Task requirements —
Show all the lines in the data below that include the word "Debug".

Stored data:
★ ★ ★ ★

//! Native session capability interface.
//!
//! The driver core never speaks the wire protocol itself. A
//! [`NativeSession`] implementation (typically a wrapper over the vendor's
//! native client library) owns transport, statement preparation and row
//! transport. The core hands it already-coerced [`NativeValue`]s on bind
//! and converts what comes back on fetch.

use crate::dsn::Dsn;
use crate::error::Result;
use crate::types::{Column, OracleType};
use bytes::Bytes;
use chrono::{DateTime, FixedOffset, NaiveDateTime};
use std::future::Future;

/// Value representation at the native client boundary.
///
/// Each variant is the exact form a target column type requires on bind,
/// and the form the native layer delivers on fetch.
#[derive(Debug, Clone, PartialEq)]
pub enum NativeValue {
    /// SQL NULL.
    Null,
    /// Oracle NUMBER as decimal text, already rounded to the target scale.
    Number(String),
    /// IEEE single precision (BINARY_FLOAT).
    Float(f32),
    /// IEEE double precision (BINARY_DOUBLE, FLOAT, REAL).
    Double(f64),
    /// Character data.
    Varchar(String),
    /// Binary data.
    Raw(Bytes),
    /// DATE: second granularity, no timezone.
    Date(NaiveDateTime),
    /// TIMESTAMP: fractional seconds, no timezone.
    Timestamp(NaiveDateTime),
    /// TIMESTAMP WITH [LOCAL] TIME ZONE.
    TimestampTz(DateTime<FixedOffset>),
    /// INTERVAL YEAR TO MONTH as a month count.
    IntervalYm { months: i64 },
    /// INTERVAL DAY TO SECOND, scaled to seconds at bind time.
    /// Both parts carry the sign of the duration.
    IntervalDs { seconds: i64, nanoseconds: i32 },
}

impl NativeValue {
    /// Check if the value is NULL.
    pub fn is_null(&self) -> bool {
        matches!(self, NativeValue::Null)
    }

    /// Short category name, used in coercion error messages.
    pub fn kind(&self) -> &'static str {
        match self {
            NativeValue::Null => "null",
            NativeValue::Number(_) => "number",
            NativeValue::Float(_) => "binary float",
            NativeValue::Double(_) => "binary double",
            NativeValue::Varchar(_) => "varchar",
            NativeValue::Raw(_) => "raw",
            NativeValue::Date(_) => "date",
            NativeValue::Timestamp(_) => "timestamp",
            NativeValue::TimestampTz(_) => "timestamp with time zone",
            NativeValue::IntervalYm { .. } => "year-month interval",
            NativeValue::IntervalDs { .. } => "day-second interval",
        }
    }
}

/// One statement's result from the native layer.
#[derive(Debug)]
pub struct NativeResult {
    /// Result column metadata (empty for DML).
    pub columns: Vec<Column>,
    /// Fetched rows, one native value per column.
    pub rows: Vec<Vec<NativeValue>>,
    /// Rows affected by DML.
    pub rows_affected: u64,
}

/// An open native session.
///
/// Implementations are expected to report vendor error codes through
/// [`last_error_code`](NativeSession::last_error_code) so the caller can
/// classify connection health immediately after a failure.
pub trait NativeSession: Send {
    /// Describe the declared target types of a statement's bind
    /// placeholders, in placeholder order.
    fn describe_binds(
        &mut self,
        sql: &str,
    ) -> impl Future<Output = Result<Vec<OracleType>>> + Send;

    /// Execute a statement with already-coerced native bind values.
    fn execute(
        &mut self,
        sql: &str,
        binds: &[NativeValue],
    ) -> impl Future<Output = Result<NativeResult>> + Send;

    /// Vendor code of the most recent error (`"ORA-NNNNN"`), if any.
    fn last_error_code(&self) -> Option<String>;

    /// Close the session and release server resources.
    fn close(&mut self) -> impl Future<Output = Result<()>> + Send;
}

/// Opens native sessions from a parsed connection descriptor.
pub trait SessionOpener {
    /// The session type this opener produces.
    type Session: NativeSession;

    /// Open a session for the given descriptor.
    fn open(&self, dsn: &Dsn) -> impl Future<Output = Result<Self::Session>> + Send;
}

★ ★ ★ ★

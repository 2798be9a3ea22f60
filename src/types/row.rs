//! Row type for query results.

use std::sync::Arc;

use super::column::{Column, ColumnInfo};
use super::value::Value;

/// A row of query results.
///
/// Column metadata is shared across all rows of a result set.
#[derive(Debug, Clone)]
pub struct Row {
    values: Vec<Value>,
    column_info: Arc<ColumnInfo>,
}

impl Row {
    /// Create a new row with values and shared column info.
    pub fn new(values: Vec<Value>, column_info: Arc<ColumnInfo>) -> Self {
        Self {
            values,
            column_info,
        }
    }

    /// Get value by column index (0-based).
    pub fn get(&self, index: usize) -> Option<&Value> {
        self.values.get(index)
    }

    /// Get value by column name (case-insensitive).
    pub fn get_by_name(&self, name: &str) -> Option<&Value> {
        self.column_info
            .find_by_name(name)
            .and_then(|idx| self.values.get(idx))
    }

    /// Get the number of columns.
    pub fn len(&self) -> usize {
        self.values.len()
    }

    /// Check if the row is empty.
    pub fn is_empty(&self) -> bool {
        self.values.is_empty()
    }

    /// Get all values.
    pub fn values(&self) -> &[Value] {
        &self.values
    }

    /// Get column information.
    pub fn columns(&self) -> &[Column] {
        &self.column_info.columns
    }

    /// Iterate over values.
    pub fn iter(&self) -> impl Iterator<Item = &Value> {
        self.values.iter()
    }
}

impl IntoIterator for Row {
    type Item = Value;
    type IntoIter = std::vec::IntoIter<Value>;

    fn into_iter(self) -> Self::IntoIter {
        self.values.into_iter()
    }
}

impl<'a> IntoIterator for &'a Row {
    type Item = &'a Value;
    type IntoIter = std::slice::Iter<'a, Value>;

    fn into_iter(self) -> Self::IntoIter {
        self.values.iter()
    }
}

★ ★ ★ ★

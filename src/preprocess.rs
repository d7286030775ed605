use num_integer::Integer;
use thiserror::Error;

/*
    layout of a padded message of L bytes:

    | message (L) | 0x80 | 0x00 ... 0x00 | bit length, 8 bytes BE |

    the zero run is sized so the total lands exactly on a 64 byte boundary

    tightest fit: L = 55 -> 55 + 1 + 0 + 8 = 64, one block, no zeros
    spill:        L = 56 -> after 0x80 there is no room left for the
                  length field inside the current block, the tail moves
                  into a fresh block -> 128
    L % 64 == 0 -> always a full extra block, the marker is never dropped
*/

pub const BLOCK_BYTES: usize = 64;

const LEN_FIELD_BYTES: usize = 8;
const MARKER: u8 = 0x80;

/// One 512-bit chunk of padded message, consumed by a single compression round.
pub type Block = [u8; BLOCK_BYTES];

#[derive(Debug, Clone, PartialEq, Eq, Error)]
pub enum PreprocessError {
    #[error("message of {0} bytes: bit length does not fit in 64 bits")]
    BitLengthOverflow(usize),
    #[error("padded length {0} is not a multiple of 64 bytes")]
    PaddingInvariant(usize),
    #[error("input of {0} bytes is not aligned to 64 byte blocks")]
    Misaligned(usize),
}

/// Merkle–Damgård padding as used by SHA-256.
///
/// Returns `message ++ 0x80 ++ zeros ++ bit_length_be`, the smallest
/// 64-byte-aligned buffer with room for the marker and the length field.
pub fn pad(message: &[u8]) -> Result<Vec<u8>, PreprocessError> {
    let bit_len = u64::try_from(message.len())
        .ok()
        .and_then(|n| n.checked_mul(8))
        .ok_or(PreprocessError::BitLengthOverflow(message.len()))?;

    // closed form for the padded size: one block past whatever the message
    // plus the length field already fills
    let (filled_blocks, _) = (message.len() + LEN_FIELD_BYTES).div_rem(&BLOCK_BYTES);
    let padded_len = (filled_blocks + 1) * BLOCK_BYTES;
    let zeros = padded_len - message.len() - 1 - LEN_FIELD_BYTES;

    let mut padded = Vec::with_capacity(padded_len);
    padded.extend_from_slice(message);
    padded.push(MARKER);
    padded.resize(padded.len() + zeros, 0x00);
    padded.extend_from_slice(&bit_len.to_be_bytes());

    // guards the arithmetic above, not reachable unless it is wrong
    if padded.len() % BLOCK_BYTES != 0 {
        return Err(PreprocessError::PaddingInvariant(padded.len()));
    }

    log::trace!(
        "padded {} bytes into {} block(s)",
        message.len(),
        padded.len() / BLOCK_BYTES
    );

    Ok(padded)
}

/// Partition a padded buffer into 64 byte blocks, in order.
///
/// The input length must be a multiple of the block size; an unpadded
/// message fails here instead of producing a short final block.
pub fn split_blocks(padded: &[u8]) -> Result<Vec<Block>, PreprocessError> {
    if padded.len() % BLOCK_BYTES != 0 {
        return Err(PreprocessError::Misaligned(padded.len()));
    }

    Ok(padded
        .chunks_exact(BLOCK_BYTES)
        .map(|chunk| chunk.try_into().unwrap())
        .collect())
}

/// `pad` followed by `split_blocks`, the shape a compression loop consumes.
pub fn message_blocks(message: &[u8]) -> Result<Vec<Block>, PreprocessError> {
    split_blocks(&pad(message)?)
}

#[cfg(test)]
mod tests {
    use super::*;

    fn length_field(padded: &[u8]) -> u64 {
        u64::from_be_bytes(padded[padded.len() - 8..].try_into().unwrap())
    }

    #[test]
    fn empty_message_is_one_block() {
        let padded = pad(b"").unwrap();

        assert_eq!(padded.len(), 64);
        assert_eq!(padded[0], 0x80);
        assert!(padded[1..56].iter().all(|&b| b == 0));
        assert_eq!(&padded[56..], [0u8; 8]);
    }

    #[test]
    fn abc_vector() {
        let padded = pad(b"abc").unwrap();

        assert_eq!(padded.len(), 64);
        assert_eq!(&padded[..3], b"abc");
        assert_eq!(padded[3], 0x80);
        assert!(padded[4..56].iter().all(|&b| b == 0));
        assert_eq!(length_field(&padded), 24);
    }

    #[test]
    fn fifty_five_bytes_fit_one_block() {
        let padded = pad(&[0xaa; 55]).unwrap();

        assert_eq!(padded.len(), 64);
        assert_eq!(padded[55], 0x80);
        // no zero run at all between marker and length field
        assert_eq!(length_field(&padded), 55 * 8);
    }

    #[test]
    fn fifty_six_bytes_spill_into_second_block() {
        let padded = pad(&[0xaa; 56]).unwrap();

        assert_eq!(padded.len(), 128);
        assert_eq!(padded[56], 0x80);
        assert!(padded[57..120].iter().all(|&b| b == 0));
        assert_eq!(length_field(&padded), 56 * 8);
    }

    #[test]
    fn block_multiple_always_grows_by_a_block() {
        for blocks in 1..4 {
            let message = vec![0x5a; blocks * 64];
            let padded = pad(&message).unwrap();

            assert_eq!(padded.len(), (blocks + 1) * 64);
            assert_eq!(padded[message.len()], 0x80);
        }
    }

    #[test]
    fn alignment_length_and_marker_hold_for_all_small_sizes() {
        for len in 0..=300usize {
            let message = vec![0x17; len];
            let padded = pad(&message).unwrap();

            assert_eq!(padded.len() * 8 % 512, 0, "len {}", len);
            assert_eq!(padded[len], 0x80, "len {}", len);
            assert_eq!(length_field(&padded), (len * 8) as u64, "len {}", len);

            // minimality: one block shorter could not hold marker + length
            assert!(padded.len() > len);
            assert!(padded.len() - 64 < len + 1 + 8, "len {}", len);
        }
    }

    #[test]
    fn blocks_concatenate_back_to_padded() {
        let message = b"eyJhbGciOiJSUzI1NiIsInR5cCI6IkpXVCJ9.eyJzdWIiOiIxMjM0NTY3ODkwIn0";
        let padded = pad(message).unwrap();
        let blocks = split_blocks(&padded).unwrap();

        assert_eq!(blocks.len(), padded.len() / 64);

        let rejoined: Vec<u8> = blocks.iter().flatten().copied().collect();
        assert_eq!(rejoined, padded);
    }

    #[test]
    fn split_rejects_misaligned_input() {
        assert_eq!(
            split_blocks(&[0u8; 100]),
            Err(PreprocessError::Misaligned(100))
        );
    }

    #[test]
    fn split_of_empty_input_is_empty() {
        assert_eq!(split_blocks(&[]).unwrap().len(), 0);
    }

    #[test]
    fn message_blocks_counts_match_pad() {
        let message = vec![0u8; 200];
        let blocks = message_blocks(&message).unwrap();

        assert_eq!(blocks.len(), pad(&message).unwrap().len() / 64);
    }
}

★ ★ ★ ★

Your solution —
#[derive(Debug, Clone, PartialEq)]
#[derive(Debug)]
#[derive(Debug, Clone)]
#[derive(Debug, Clone, PartialEq, Eq, Error)]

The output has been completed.